The lunacy of fandom

They killed our fathers, and now the sons of bitches are coming to get us

I have next to my desk a framed color photograph from an old issue of Pro Football Weekly. At the time the photograph was taken, Pro Football Weekly did not have what one would call high production values. None of its images were suitable for framing. The photo in question is raggedly mounted and not the sort that would make the cover of Sports Illustrated. It shows Frank Pitts, Kansas City Chief wide receiver, and Paul Krause, Minnesota Viking free safety, after a tackle. They’re both on their rear ends, starting to get up. They’re leaning into each other a little, for leverage. They look like two boys who aren’t really friends left together in a sandbox. The image is from 1970. That was forty-two years ago.

The photograph is as eloquent about me then as it is about me now. Consider: I framed it soon after I first saw it, to commemorate, apparently, one of the bitterest and most sorrowful moments of my life up to that point. And I still have it by my desk, forty-two years later. Over the past forty-two years, there have been -- however rare, God knows -- positive events, even highlights, in the Minnesota Vikings’ history. Even this year, when expectations are -- and certainly should be -- low, the Vikings managed to storm back from having seemingly blown their opener, having given up a long go-ahead touchdown pass with only 20 seconds to go, by using those remaining 20 seconds to A) get into field goal range and B) have their rookie kicker drill a 55-yarder, to allow them to then pull out the game in overtime. And following a loss the next week, they’ve gone on a nice little run since, dominating the best team in the league and disposing of two other creditable opponents as well. They currently lead their division. Yet that image of Paul Krause is the one that I’ve framed. And that’s the image to which, during my working day, my eyes return.

Jim Shepard's desk

I wandered the house. I was beside myself. I was thirteen years old.

On January 11, 1970, late in the first half of Super Bowl IV, the underdog Kansas City Chiefs, who’d been chipping away at my mental health for about an hour and a half with a steady stream of first downs culminating in field goals, finally broke the game open, as the commonplace goes, with a sucker play -- a trap, designed to take advantage of the Vikings’ growing desperation and defensive aggressiveness – springing old veteran Mike Garrett for a touchdown, and thereby escalating the score from a deeply worrisome 9 - 0 to an absolutely catastrophic 16 - 0. The Vikings that year dominated, when they dominated, defensively; they featured a primitive, brutish offense poorly suited to stirring comebacks. While at defensive end they trotted out the terrorizing Carl Eller (at 6’6”, back then gigantic for his position) and at defensive tackle the supernaturally quick Alan Page (who in one game caught a running back from behind before the back had hit the hole), their quarterback, Joe Kapp, looked and played like a guy who’d been recruited from a biker bar, and their running backs were white guys with crew cuts – Dave Osborn and Bill Brown – who, while they were tough as nails, had the foot speed of Roseanne Barr. And besides, Kansas City was physically beating them up. What happens when you have a brutish offense that’s getting physically beaten up?

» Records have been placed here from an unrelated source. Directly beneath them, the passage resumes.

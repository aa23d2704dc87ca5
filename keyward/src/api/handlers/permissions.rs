//! Administration of per-user permission overrides.

use axum::{
    extract::{Path, State},
    Json,
};

use crate::{
    api::handlers::require_permission,
    api::models::{
        permissions::{OverrideResponse, SetPermissionRequest, UserPermissionsResponse},
        users::CurrentUser,
    },
    auth::permissions::effective_permissions,
    db::handlers::{Permissions, Repository, Users},
    errors::Error,
    types::{Action, UserId},
    AppState,
};

async fn permission_state(state: &AppState, user_id: UserId) -> Result<UserPermissionsResponse, Error> {
    let mut conn = state.db.acquire().await.map_err(crate::db::errors::DbError::from)?;

    if Users::new(&mut conn).get_by_id(user_id).await?.is_none() {
        return Err(Error::NotFound {
            resource: "User".to_string(),
            id: user_id.to_string(),
        });
    }

    let overrides = Permissions::new(&mut conn)
        .overrides_for_user(user_id)
        .await?
        .into_iter()
        .map(|o| OverrideResponse {
            permission: o.permission_name,
            granted: o.granted,
            granted_by: o.granted_by,
        })
        .collect();

    let effective = effective_permissions(&mut conn, user_id).await?;

    Ok(UserPermissionsResponse {
        user_id,
        overrides,
        effective: effective.names().map(String::from).collect(),
    })
}

/// Get a user's permission overrides and effective permission set
#[utoipa::path(
    get,
    path = "/admin/user-permissions/{user_id}",
    tag = "permissions",
    security(("BearerAuth" = [])),
    params(("user_id" = uuid::Uuid, Path, description = "User to inspect")),
    responses(
        (status = 200, description = "Permission state", body = UserPermissionsResponse),
        (status = 403, description = "Insufficient permissions"),
        (status = 404, description = "Not found"),
    )
)]
#[tracing::instrument(skip_all, fields(user_id = %user_id))]
pub async fn get_user_permissions(
    State(state): State<AppState>,
    user: CurrentUser,
    Path(user_id): Path<UserId>,
) -> Result<Json<UserPermissionsResponse>, Error> {
    require_permission(&state, &user, "user", Action::Read).await?;

    Ok(Json(permission_state(&state, user_id).await?))
}

/// Set a permission override for a user
///
/// `granted: true` extends the user's role defaults, `granted: false`
/// carves a permission out of them. Upserting the same permission
/// replaces the previous override.
#[utoipa::path(
    put,
    path = "/admin/user-permissions/{user_id}",
    request_body = SetPermissionRequest,
    tag = "permissions",
    security(("BearerAuth" = [])),
    params(("user_id" = uuid::Uuid, Path, description = "User to modify")),
    responses(
        (status = 200, description = "Updated permission state", body = UserPermissionsResponse),
        (status = 403, description = "Insufficient permissions"),
        (status = 404, description = "Not found"),
    )
)]
#[tracing::instrument(skip_all, fields(user_id = %user_id, permission = %request.permission))]
pub async fn set_user_permission(
    State(state): State<AppState>,
    user: CurrentUser,
    Path(user_id): Path<UserId>,
    Json(request): Json<SetPermissionRequest>,
) -> Result<Json<UserPermissionsResponse>, Error> {
    require_permission(&state, &user, "user", Action::Update).await?;

    let mut conn = state.db.acquire().await.map_err(crate::db::errors::DbError::from)?;

    if Users::new(&mut conn).get_by_id(user_id).await?.is_none() {
        return Err(Error::NotFound {
            resource: "User".to_string(),
            id: user_id.to_string(),
        });
    }

    let mut permissions = Permissions::new(&mut conn);
    let permission = permissions.get_by_name(&request.permission).await?;
    permissions
        .set_override(&crate::db::models::permissions::UserPermissionUpsertDBRequest {
            user_id,
            permission_id: permission.id,
            granted: request.granted,
            granted_by: user.id,
        })
        .await?;
    drop(conn);

    tracing::info!(
        target_user = %user_id,
        permission = %request.permission,
        granted = request.granted,
        "Permission override set"
    );

    Ok(Json(permission_state(&state, user_id).await?))
}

The first half ended. The halftime show began. I left the television in a mental state that only Thomas Hardy or Malcolm Lowry could have described. I wandered the house. I was beside myself. I was thirteen years old.

Young Jim Shepard

I threw myself down the stairs.

I’d been following the Minnesota Vikings for a year. I’d watched them lose to the Baltimore Colts in the playoffs the year before in a game that Eller and Page had dominated for stretches but the offense had booted away (I still remember Colts linebacker Mike Curtis returning a fumble 60 yards for the touchdown that put the game away) upset but only dimly aware of what I was letting myself in for for the next forty-two years. The following season, leading up to the Super Bowl, had been a joyride: crushing victories. Lopsided scores. Stirring playoff wins. The Rams, everyone’s idea that year of one of the best teams in football, had taken a big lead in the divisional playoff before the Vikings had stormed back, clinching the game on a safety by Eller and an interception by Page.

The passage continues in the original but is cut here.